- _Exercise details_
Go through the entries below and print, exactly, the lines starting at the one with "fn from(value: Decimal)" and ending at the one with "impl std::ops::Sub for", keeping both ends and no others.

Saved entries
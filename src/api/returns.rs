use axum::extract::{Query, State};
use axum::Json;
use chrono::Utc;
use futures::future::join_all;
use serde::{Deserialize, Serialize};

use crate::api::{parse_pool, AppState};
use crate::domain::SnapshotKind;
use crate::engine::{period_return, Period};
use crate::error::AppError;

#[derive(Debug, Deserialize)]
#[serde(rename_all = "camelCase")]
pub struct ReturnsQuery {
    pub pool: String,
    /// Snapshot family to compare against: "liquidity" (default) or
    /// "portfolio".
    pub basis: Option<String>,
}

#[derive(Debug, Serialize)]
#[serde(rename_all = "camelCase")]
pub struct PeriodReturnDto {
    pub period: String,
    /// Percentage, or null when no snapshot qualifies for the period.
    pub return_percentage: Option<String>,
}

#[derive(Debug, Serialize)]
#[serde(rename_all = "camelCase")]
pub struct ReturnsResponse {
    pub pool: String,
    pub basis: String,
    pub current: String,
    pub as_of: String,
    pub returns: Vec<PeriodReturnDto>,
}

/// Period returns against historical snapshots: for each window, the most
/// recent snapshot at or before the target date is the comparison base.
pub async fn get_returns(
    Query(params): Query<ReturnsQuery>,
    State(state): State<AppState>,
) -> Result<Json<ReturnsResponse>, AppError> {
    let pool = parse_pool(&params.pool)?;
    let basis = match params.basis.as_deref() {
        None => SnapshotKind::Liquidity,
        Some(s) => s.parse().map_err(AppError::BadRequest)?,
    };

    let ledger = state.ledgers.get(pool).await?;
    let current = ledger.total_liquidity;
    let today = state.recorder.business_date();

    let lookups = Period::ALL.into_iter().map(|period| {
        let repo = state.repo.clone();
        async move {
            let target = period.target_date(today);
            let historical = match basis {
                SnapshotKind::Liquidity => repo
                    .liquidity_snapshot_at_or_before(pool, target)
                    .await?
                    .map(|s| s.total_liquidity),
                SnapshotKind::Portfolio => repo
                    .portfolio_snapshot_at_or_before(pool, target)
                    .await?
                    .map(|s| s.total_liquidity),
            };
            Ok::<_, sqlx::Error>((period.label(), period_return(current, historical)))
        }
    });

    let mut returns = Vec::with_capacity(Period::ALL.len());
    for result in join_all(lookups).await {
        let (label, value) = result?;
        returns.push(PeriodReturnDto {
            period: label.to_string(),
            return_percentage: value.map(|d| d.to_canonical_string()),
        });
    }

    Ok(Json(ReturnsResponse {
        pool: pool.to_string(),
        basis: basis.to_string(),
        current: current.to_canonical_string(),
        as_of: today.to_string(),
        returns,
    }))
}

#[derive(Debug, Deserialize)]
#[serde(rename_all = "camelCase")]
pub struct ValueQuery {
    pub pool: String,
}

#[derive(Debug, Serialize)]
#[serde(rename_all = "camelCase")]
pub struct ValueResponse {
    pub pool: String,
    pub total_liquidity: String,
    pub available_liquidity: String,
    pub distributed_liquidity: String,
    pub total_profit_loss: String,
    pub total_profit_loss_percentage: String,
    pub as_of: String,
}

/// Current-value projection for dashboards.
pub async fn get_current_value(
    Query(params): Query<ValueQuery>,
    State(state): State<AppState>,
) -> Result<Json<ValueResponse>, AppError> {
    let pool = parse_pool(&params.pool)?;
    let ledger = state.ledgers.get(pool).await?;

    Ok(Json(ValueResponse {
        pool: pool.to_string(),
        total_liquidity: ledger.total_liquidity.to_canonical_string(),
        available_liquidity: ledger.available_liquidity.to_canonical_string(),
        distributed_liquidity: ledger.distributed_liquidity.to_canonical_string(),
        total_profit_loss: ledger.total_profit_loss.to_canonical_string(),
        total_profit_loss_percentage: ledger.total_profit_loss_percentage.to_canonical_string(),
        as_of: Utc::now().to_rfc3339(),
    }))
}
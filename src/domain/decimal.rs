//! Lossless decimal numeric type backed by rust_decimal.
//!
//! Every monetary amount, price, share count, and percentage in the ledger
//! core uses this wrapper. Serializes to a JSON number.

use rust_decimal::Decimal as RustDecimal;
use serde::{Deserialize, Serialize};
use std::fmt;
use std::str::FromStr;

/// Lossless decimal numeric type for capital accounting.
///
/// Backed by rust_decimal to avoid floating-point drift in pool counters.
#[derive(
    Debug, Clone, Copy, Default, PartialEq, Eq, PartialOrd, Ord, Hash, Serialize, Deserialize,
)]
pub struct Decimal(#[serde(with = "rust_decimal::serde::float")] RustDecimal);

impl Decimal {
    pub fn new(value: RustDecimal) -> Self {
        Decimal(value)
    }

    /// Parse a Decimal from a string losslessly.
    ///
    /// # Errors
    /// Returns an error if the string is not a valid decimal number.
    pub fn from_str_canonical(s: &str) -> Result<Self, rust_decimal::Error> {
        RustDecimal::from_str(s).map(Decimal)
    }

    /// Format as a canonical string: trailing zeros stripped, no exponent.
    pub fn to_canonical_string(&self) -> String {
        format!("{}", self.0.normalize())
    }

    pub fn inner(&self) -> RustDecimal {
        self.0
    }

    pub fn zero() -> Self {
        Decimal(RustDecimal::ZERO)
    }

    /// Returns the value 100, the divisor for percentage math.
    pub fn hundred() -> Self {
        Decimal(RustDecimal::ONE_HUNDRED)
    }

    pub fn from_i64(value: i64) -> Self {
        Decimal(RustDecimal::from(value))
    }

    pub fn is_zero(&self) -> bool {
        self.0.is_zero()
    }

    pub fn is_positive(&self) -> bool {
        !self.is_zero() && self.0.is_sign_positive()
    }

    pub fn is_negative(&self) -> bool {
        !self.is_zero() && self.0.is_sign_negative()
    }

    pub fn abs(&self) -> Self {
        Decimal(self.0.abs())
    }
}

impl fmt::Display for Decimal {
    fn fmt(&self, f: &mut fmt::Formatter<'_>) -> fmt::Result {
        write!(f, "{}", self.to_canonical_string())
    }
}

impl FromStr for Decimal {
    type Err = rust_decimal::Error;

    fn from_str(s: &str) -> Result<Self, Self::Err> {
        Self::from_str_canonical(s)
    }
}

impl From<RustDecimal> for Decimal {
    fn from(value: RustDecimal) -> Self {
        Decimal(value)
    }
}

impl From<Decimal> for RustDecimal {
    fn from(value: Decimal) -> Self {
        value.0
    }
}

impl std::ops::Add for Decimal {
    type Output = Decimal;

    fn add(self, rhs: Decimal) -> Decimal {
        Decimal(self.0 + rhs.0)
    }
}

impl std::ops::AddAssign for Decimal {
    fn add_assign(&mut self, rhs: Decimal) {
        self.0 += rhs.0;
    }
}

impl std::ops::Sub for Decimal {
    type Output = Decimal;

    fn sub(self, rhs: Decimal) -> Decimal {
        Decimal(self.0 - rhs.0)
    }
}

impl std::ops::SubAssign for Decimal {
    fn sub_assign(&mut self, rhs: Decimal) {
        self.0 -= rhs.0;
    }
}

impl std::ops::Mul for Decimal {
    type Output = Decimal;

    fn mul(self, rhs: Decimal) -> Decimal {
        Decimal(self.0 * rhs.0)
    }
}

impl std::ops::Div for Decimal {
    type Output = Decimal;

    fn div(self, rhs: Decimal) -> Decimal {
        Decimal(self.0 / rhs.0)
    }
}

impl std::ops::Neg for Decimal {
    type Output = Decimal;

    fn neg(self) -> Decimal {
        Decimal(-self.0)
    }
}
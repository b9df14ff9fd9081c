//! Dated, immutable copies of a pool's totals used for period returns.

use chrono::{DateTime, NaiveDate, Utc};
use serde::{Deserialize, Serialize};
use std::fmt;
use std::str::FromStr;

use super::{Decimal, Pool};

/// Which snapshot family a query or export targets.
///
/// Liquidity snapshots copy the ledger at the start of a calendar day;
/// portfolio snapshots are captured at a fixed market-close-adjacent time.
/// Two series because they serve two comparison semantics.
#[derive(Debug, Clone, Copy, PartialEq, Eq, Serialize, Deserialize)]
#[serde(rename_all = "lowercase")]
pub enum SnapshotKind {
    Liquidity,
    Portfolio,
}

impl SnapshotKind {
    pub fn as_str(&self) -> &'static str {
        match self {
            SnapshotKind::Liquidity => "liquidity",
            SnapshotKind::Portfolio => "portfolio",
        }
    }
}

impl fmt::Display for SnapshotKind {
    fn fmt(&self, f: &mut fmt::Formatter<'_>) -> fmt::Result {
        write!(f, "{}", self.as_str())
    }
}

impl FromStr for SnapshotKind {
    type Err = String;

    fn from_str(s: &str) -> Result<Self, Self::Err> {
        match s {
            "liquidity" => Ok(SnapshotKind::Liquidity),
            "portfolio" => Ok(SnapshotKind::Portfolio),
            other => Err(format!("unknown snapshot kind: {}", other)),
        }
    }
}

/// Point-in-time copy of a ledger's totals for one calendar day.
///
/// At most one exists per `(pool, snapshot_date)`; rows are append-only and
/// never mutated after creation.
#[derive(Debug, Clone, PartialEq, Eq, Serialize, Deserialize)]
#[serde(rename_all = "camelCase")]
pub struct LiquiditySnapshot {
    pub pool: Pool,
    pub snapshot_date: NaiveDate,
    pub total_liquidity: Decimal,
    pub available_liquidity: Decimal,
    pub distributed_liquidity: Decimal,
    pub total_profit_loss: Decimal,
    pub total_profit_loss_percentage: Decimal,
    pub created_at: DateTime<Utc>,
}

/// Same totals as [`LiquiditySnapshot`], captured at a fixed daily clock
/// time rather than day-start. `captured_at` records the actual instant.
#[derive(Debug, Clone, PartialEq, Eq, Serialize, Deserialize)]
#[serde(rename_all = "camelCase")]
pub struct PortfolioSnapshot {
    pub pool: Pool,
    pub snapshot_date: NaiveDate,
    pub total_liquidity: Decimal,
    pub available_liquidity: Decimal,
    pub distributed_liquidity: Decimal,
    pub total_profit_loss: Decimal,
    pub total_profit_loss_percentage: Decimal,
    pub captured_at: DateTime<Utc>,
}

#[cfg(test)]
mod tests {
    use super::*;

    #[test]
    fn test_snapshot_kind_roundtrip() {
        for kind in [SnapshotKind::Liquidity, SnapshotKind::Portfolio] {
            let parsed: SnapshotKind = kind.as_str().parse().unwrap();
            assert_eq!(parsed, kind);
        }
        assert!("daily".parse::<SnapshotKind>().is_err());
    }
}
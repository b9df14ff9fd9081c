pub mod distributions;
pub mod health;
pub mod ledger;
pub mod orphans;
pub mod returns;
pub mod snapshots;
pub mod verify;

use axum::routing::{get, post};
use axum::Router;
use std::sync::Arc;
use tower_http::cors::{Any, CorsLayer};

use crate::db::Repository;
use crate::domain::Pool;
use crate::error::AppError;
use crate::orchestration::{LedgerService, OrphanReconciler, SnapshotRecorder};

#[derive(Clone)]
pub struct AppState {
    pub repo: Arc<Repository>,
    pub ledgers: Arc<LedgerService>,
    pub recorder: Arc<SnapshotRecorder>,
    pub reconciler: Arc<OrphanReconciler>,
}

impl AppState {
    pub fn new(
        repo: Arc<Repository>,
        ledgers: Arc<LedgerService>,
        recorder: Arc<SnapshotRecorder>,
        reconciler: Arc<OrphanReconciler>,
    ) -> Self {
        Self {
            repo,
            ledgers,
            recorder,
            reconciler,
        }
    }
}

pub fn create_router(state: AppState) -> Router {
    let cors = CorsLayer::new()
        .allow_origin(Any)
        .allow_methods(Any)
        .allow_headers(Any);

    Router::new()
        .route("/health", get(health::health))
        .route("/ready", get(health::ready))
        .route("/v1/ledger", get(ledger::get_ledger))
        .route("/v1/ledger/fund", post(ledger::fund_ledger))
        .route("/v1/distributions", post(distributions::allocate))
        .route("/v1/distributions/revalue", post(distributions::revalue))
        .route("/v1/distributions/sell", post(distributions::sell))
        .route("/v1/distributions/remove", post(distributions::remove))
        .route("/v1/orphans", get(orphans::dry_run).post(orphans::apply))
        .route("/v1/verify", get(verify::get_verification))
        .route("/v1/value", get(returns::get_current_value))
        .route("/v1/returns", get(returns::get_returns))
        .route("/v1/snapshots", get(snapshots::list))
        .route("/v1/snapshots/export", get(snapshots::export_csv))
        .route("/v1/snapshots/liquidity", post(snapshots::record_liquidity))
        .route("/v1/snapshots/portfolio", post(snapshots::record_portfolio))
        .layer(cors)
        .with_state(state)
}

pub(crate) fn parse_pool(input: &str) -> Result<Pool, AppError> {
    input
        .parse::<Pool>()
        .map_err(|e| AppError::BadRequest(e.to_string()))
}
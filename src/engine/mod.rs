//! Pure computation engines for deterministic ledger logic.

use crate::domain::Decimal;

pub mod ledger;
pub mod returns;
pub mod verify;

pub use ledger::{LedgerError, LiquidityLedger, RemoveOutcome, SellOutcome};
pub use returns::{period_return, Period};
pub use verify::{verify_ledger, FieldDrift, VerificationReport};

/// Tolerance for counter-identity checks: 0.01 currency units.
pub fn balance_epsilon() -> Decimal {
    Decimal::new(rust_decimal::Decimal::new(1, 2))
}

- _Answer to the problem_
    fn from(value: Decimal) -> Self {
        value.0
    }
}

impl std::ops::Add for Decimal {
    type Output = Decimal;

    fn add(self, rhs: Decimal) -> Decimal {
        Decimal(self.0 + rhs.0)
    }
}

impl std::ops::AddAssign for Decimal {
    fn add_assign(&mut self, rhs: Decimal) {
        self.0 += rhs.0;
    }
}

impl std::ops::Sub for Decimal {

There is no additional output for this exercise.